You must stop writing these little love letters to my husband
Happy Birthday to the finest of letters
Please join me in wishing the following letter a Very Happy Birthday! Written exactly 100 years ago it remains, and will forever remain, a firm favourite, and can be found in the second volume of Letters of Note. Enjoy. And if you’d like these sent directly to your inbox, sign up.

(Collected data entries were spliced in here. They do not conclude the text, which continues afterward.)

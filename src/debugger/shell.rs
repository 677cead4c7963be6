use std::path::Path;

use super::command::{error, Command, CommandReader};
use super::{Debugger, StepOutcome, Stop};
use crate::air::INSTRUCTION_WIDTH;
use crate::error::Fault;
use crate::output::{Condition, Kind, Output};
use crate::parser::Program;

/// Leave this as a struct, in case more options are added in the future. Plus it is more explicit.
#[derive(Debug, Default)]
pub struct ShellOptions {
    /// Commands to execute before reading from stdin.
    pub command: Option<String>,
}

/// Read-eval loop over debugger commands.
pub struct Shell {
    debugger: Debugger,
    reader: CommandReader,
}

impl Shell {
    pub fn new(opts: ShellOptions, debugger: Debugger) -> Self {
        Self {
            debugger,
            reader: CommandReader::from(opts.command),
        }
    }

    /// Execute commands until `exit` or the end of input.
    pub fn run(&mut self) {
        loop {
            Output::Debugger(Condition::Always, Kind::Normal).start_new_line();

            // Convert EOF to `exit` command
            let command = Command::read_from(&mut self.reader, report_command_error)
                .unwrap_or(Command::Exit);
            if !self.execute(command) {
                break;
            }
        }
    }

    /// Returns `false` if the session should end.
    fn execute(&mut self, command: Command) -> bool {
        match command {
            Command::Exit => {
                dprintln!(Always, Info, "Exited the simulator.");
                return false;
            }

            Command::Help => {
                dprintln!(Always, Special, "\n{}", include_str!("./help.txt"));
            }

            Command::Load { path } => {
                load_file(&mut self.debugger, Path::new(&path));
            }

            Command::Run => {
                dprintln!(Sometimes, Info, "Running...");
                let result = self.debugger.run(print_trace);
                report_stop(result);
            }

            Command::Step { count } => {
                for _ in 0..count {
                    match self.debugger.step(print_trace) {
                        Ok(StepOutcome::Executed { .. }) => (),
                        Ok(StepOutcome::NothingToStep) => {
                            dprintln!(Always, Warning, "Nothing to step.");
                            break;
                        }
                        Err(fault) => {
                            report_fault(&fault);
                            break;
                        }
                    }
                }
                dprintln!(
                    Sometimes,
                    Info,
                    "Program counter at: 0x{:08x}.",
                    self.debugger.state().pc()
                );
            }

            Command::Registers => {
                dprintln!(Sometimes, Info, "Registers:");
                Output::Normal.print_registers(self.debugger.state());
            }

            Command::Memory { address, count } => match self.debugger.memory(address, count) {
                Ok(bytes) => {
                    dprintln!(Sometimes, Info, "Memory at address 0x{:08x}:", address);
                    Output::Normal.print_memory(address, bytes);
                }
                Err(error) => {
                    dprintln!(Always, Error, "Error: {}.", error);
                }
            },

            Command::BreakAdd { line } => match self.debugger.set_breakpoint(line) {
                Ok(breakpoint) => {
                    dprintln!(
                        Always,
                        Warning,
                        "Breakpoint set at line {} (PC = 0x{:08x}).",
                        line,
                        breakpoint.address
                    );
                }
                Err(error) => dprintln!(Always, Error, "Error: {}", error),
            },
            Command::BreakRemove { line } => match self.debugger.clear_breakpoint(line) {
                Ok(_) => dprintln!(Always, Warning, "Breakpoint removed at line {}.", line),
                Err(error) => dprintln!(Always, Error, "Error: {}", error),
            },
            Command::BreakList => self.list_breakpoints(),

            Command::Reset => {
                self.debugger.reset();
                dprintln!(Always, Warning, "Reset program to initial state.");
            }
        }
        true
    }

    fn list_breakpoints(&self) {
        let breakpoints = self.debugger.breakpoints();
        if breakpoints.is_empty() {
            dprintln!(Always, Info, "No breakpoints set.");
            return;
        }
        dprintln!(Always, Info, "Breakpoints:");
        for (i, breakpoint) in breakpoints.iter().enumerate() {
            let program = self.debugger.program();
            let text = program
                .at_pc(breakpoint.address)
                .map_or("", |line| line.text.as_str());
            let text = match program.labels().name_of(breakpoint.line() - 1) {
                Some(label) => format!("{}: {}", label, text),
                None => text.to_string(),
            };
            if Output::is_minimal() {
                dprintln!(
                    Always,
                    Info,
                    "line {} (0x{:08x}): {}",
                    breakpoint.line(),
                    breakpoint.address,
                    text
                );
                continue;
            }
            dprintln!(
                Always,
                Info,
                "{} line {:<4} 0x{:08x}  ──  \x1b[0m{}",
                if i + 1 == breakpoints.len() {
                    "╰─"
                } else {
                    "├─"
                },
                breakpoint.line(),
                breakpoint.address,
                text
            );
        }
    }
}

/// Parse the file at `path` and load it into `debugger`.
///
/// On failure the diagnostic is printed and the previous program is kept.
fn load_file(debugger: &mut Debugger, path: &Path) -> bool {
    let program = match Program::from_file(path, debugger.options().unknown_opcodes) {
        Ok(program) => program,
        Err(report) => {
            eprintln!("{:?}", report);
            dprintln!(
                Always,
                Error,
                "Failed to load `{}`. Previous program is unchanged.",
                path.display()
            );
            return false;
        }
    };

    let (instructions, labels) = (program.len(), program.labels().len());
    debugger.load(program);
    dprintln!(
        Always,
        Info,
        "Loaded `{}` ({} instruction{}, {} label{}).",
        path.display(),
        instructions,
        if instructions == 1 { "" } else { "s" },
        labels,
        if labels == 1 { "" } else { "s" },
    );
    true
}

pub fn print_trace(pc: u64, text: &str) {
    Output::Normal.print_trace(pc, text);
}

/// Report why `run` returned.
fn report_stop(result: Result<Stop, Fault>) {
    match result {
        Ok(Stop::Breakpoint { pc }) => {
            dprintln!(
                Always,
                Warning,
                "Execution stopped at breakpoint on line {} (PC = 0x{:08x}).",
                pc / INSTRUCTION_WIDTH + 1,
                pc
            );
        }
        Ok(Stop::EndOfProgram) => {
            dprintln!(Always, Info, "Reached end of program.");
        }
        Err(fault) => report_fault(&fault),
    }
}

fn report_fault(fault: &Fault) {
    dprintln!(Always, Error, "Execution fault: {}.", fault);
}

fn report_command_error(error: error::Command) {
    dprintln!(Always, Error, "{}", error);
    dprintln!(Sometimes, Error, "Type `help` for a list of commands.");
}
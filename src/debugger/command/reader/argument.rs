use super::Read;

/// Command-line argument.
#[derive(Debug)]
pub struct Argument {
    buffer: String,
    /// Byte index.
    cursor: usize,
}

impl Argument {
    pub fn from(source: String) -> Self {
        Self {
            buffer: source,
            cursor: 0,
        }
    }
}

impl Read for Argument {
    fn read(&mut self) -> Option<&str> {
        // EOF
        if self.cursor >= self.buffer.len() {
            return None;
        }

        // Take characters until delimiter
        let rest = &self.buffer[self.cursor..];
        let end = rest.find(['\n', ';']).unwrap_or(rest.len());
        let command = &rest[..end];
        // Skip the delimiter, which is always 1 byte
        self.cursor += end + 1;
        Some(command)
    }
}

New Zealand author Katherine Mansfield and editor John Murry met in 1911 and had a turbulent relationship by anyone’s standards: by the time they wed in 1918, they had split several times and seen other people—a pattern that persisted throughout their marriage. Three years after tying the knot, having just intercepted a suspicious piece of mail, Mansfield saw no option but to write a stern letter to fellow author Princess Elizabeth Bibesco, a woman who for some time had been having an affair with Murry. It seems Mansfield could deal with the infidelity; what she definitely could not stand, however, were the love letters.
24 March, 1921
Dear Princess Bibesco,
I am afraid you must stop writing these little love letters to my husband while he and I live together. It is one of the things which is not done in our world.
You are very young. Won’t you ask your husband to explain to you the impossibility of such a situation.
Please do not make me have to write to you again. I do not like scolding people and I simply hate having to teach them manners.